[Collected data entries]
==================================================

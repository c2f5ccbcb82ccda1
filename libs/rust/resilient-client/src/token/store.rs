//! Per-profile token cache with single-flight refresh.
//!
//! Each profile owns one slot. A slot is only locked for short synchronous
//! sections; the identity endpoint call runs in a spawned task whose result
//! is shared between every caller waiting on it. Dropping a waiter does not
//! cancel the fetch, so the cache is still populated for the others.

use crate::error::{ClassifiedError, codes};
use crate::monitoring::{MonitoringSink, TokenEvent, TokenOutcome, TracingSink};
use crate::profile::ClientProfile;
use crate::token::fetcher::TokenFetcher;
use crate::token::types::{AccessToken, TokenCacheEntry, TokenState, now_millis};
use futures::FutureExt;
use futures::future::{BoxFuture, Shared};
use parking_lot::{Mutex, RwLock};
use std::collections::HashMap;
use std::sync::Arc;
use std::time::Instant;
use tracing::{debug, instrument};

/// Tokens expiring within this many milliseconds are treated as expired.
pub const DEFAULT_SAFETY_MARGIN_MS: i64 = 5_000;

type InflightFetch = Shared<BoxFuture<'static, Result<AccessToken, ClassifiedError>>>;

struct Slot {
    entry: TokenCacheEntry,
    inflight: Option<InflightFetch>,
}

/// Cached access tokens keyed by profile name.
pub struct TokenStore {
    fetcher: Arc<dyn TokenFetcher>,
    sink: Arc<dyn MonitoringSink>,
    safety_margin_ms: i64,
    slots: RwLock<HashMap<String, Arc<Mutex<Slot>>>>,
}

impl std::fmt::Debug for TokenStore {
    fn fmt(&self, f: &mut std::fmt::Formatter<'_>) -> std::fmt::Result {
        f.debug_struct("TokenStore")
            .field("safety_margin_ms", &self.safety_margin_ms)
            .field("profiles", &self.slots.read().len())
            .finish_non_exhaustive()
    }
}

impl TokenStore {
    /// Create a store backed by `fetcher`, reporting to `tracing`.
    #[must_use]
    pub fn new(fetcher: Arc<dyn TokenFetcher>) -> Self {
        Self {
            fetcher,
            sink: Arc::new(TracingSink),
            safety_margin_ms: DEFAULT_SAFETY_MARGIN_MS,
            slots: RwLock::new(HashMap::new()),
        }
    }

    /// Report token events to `sink`.
    #[must_use]
    pub fn with_sink(mut self, sink: Arc<dyn MonitoringSink>) -> Self {
        self.sink = sink;
        self
    }

    /// Override the expiry safety margin.
    #[must_use]
    pub const fn with_safety_margin(mut self, margin_ms: i64) -> Self {
        self.safety_margin_ms = margin_ms;
        self
    }

    /// Return a usable token for `profile`, fetching one if needed.
    ///
    /// Concurrent callers for the same profile share one in-flight fetch and
    /// all observe its outcome.
    ///
    /// # Errors
    ///
    /// Returns the classified fetch failure. The entry is left `Empty` so
    /// the next call starts over.
    #[instrument(skip_all, fields(destination = %profile.name))]
    pub async fn get_token(&self, profile: &ClientProfile) -> Result<AccessToken, ClassifiedError> {
        let slot = self.slot(&profile.name);
        let fetch = {
            let mut guard = slot.lock();
            if let Some(token) = guard.entry.token.as_ref() {
                if token.is_usable_at(now_millis(), self.safety_margin_ms) {
                    return Ok(token.clone());
                }
            }
            if let Some(inflight) = &guard.inflight {
                debug!("Joining in-flight token fetch");
                inflight.clone()
            } else {
                self.start_fetch(&slot, &mut guard, profile)
            }
        };
        fetch.await
    }

    /// Drop the cached token so the next call fetches a new one.
    ///
    /// An in-flight fetch is left alone; its result replaces the entry.
    pub fn invalidate(&self, profile_name: &str) {
        let Some(slot) = self.existing(profile_name) else {
            return;
        };
        let mut guard = slot.lock();
        if guard.inflight.is_none() {
            guard.entry.token = None;
            guard.entry.state = TokenState::Empty;
            debug!(destination = profile_name, "Token invalidated");
        }
    }

    /// Drop the cached token only if it is still `rejected`.
    ///
    /// Returns whether the entry was cleared. When another caller already
    /// replaced the token this is a no-op.
    pub fn invalidate_token(&self, profile_name: &str, rejected: &AccessToken) -> bool {
        let Some(slot) = self.existing(profile_name) else {
            return false;
        };
        let mut guard = slot.lock();
        let matches = guard
            .entry
            .token
            .as_ref()
            .is_some_and(|current| current.value == rejected.value);
        if matches && guard.inflight.is_none() {
            guard.entry.token = None;
            guard.entry.state = TokenState::Empty;
            debug!(destination = profile_name, "Rejected token invalidated");
            return true;
        }
        false
    }

    /// Current lifecycle state for a profile.
    #[must_use]
    pub fn state(&self, profile_name: &str) -> TokenState {
        self.existing(profile_name)
            .map_or(TokenState::Empty, |slot| slot.lock().entry.state)
    }

    /// Snapshot of the cache entry for a profile.
    #[must_use]
    pub fn entry(&self, profile_name: &str) -> Option<TokenCacheEntry> {
        self.existing(profile_name).map(|slot| slot.lock().entry.clone())
    }

    fn existing(&self, profile_name: &str) -> Option<Arc<Mutex<Slot>>> {
        self.slots.read().get(profile_name).cloned()
    }

    fn slot(&self, profile_name: &str) -> Arc<Mutex<Slot>> {
        if let Some(slot) = self.existing(profile_name) {
            return slot;
        }
        let mut slots = self.slots.write();
        Arc::clone(slots.entry(profile_name.to_string()).or_insert_with(|| {
            Arc::new(Mutex::new(Slot {
                entry: TokenCacheEntry::empty(profile_name),
                inflight: None,
            }))
        }))
    }

    fn start_fetch(
        &self,
        slot: &Arc<Mutex<Slot>>,
        guard: &mut Slot,
        profile: &ClientProfile,
    ) -> InflightFetch {
        let refresh_token = guard
            .entry
            .token
            .as_ref()
            .and_then(|token| token.refresh_token.clone());
        guard.entry.state = if guard.entry.token.is_some() {
            TokenState::Refreshing
        } else {
            TokenState::Fetching
        };
        debug!(state = ?guard.entry.state, "Starting token fetch");

        let destination = profile.name.clone();
        let task = tokio::spawn(run_fetch(
            Arc::clone(&self.fetcher),
            Arc::clone(&self.sink),
            Arc::clone(slot),
            profile.clone(),
            refresh_token,
        ));
        let shared = async move {
            task.await.unwrap_or_else(|e| {
                Err(ClassifiedError::transient(
                    codes::INTERNAL,
                    format!("token fetch task failed: {e}"),
                )
                .with_param(destination))
            })
        }
        .boxed()
        .shared();

        guard.inflight = Some(shared.clone());
        shared
    }
}

async fn run_fetch(
    fetcher: Arc<dyn TokenFetcher>,
    sink: Arc<dyn MonitoringSink>,
    slot: Arc<Mutex<Slot>>,
    profile: ClientProfile,
    refresh_token: Option<String>,
) -> Result<AccessToken, ClassifiedError> {
    let started = Instant::now();
    let refreshing = refresh_token.is_some();
    let result = match refresh_token {
        Some(refresh_token) => fetcher.refresh(&profile, &refresh_token).await,
        None => fetcher.fetch(&profile).await,
    };

    {
        let mut guard = slot.lock();
        guard.inflight = None;
        match &result {
            Ok(token) => {
                guard.entry.token = Some(token.clone());
                guard.entry.state = TokenState::Valid;
            }
            Err(_) => {
                guard.entry.token = None;
                guard.entry.state = TokenState::Empty;
            }
        }
    }

    let outcome = match &result {
        Ok(_) if refreshing => TokenOutcome::Refreshed,
        Ok(_) => TokenOutcome::Issued,
        Err(e) => TokenOutcome::Failed {
            kind: e.kind,
            code: e.code.clone(),
        },
    };
    sink.record_token(&TokenEvent {
        destination: profile.name.clone(),
        outcome,
        duration: started.elapsed(),
        timestamp: chrono::Utc::now(),
    });
    result
}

==================================================

Please go through the data and copy each line containing the word "await".

        fetch.await
            task.await.unwrap_or_else(|e| {
        Some(refresh_token) => fetcher.refresh(&profile, &refresh_token).await,
        None => fetcher.fetch(&profile).await,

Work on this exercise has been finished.